**Goal of the exercise:** For the records below, give the number of lines containing the word "DateTime" and no other text.

**Stored items:**
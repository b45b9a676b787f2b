//! Realm: a named grouping of quests (a course, sector, domain...)

use chrono::{DateTime, Utc};
use serde::{Deserialize, Serialize};
use uuid::Uuid;

/// Position of a realm on the universe map.
///
/// Purely presentational; the core never interprets it.
#[derive(Debug, Clone, Copy, PartialEq, Serialize, Deserialize)]
pub struct Position {
    pub x: f64,
    pub y: f64,
    pub z: f64,
}

/// A named grouping/course containing quests.
#[derive(Debug, Clone, PartialEq, Serialize, Deserialize)]
#[serde(rename_all = "camelCase")]
pub struct Realm {
    pub id: Uuid,
    pub name: String,
    pub description: String,
    /// Accent color as a CSS-style string (e.g. "#7c3aed").
    pub color: String,
    #[serde(default, skip_serializing_if = "Option::is_none")]
    pub position: Option<Position>,
    pub created_at: DateTime<Utc>,
}

impl Realm {
    /// Create a new realm with a fresh id.
    pub fn new(
        name: impl Into<String>,
        description: impl Into<String>,
        color: impl Into<String>,
    ) -> Self {
        Self {
            id: Uuid::new_v4(),
            name: name.into(),
            description: description.into(),
            color: color.into(),
            position: None,
            created_at: Utc::now(),
        }
    }
}

#[cfg(test)]
mod tests {
    use super::*;

    #[test]
    fn new_realm_has_fresh_id_and_no_position() {
        let a = Realm::new("Algebra", "Numbers and letters", "#7c3aed");
        let b = Realm::new("Algebra", "Numbers and letters", "#7c3aed");
        assert_ne!(a.id, b.id);
        assert!(a.position.is_none());
    }

    #[test]
    fn realm_serializes_camel_case() {
        let realm = Realm::new("Algebra", "desc", "#fff");
        let json = serde_json::to_string(&realm).unwrap();
        assert!(json.contains("\"createdAt\""));
        assert!(!json.contains("\"position\""));
    }
}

**Finished exercise:** 2